Dataset START
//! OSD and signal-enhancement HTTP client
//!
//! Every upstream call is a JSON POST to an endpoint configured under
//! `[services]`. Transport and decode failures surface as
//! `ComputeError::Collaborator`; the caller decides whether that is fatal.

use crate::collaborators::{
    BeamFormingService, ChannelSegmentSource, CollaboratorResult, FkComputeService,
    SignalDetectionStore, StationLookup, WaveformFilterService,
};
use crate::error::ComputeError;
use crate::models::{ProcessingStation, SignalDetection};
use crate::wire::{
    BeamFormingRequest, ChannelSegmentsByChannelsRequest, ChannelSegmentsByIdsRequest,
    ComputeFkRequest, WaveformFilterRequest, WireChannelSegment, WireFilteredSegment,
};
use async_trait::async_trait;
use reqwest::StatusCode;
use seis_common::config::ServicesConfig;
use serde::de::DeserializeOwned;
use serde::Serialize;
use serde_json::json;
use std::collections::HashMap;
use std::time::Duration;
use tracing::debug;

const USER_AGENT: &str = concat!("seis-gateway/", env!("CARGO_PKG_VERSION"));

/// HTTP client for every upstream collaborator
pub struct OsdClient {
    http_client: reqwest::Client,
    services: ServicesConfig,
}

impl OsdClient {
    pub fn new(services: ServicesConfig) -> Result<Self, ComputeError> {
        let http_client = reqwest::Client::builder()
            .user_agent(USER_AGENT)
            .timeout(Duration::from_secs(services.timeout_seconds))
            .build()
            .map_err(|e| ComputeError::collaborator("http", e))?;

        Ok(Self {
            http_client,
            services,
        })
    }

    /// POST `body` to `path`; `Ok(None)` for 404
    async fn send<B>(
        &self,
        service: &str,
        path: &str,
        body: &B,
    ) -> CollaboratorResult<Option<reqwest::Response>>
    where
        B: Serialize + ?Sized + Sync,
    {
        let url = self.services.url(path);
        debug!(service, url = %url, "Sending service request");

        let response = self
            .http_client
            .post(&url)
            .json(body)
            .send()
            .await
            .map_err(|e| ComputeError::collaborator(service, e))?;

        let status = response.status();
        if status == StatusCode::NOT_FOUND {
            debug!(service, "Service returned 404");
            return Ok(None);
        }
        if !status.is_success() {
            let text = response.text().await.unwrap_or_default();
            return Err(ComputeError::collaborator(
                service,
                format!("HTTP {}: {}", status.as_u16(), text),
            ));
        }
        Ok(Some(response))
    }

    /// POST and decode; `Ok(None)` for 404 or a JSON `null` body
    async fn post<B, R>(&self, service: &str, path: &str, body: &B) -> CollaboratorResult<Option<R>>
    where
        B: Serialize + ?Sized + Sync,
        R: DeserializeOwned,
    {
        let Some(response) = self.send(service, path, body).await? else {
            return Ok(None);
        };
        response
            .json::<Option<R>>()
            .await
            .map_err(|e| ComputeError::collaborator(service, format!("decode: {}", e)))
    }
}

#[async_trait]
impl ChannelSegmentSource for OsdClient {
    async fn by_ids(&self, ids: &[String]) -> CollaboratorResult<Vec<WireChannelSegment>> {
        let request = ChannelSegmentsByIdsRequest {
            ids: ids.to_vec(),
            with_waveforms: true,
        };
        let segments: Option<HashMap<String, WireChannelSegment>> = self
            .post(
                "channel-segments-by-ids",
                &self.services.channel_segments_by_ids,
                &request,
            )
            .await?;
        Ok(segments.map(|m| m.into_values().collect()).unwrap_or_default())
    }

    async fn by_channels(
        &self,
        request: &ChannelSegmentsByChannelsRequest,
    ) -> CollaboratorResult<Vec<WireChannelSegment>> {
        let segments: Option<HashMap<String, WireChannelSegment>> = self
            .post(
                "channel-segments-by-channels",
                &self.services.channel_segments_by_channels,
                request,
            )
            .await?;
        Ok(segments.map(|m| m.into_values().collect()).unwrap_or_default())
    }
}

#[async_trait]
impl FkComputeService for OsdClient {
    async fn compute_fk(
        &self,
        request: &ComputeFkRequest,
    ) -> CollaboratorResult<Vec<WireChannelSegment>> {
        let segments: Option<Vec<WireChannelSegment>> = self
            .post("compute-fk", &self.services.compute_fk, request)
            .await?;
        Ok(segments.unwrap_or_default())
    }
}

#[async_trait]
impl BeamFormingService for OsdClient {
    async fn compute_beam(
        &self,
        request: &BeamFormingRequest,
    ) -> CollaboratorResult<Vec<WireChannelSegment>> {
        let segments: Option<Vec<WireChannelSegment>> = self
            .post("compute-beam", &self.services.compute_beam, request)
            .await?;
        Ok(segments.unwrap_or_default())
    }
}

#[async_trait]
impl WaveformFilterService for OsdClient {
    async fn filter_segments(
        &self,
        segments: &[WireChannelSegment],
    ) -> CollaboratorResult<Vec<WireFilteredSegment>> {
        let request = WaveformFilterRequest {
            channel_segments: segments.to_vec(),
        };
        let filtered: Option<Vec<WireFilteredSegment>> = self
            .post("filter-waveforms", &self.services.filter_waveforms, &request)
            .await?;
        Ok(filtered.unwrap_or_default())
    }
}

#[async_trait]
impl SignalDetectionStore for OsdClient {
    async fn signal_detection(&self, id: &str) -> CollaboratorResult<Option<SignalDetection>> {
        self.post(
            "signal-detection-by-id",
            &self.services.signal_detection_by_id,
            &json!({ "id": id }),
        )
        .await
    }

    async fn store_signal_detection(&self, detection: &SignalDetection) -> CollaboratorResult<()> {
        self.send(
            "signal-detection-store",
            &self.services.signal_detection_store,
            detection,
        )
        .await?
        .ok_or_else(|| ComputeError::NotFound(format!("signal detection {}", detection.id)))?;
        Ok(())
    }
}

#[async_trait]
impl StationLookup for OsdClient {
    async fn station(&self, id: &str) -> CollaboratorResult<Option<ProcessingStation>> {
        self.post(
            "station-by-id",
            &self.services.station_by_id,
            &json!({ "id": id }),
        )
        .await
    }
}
Dataset END
• What this task involves: Go through the lines above and tally those with the string "impl". The total is all that is needed.

• Output below: 7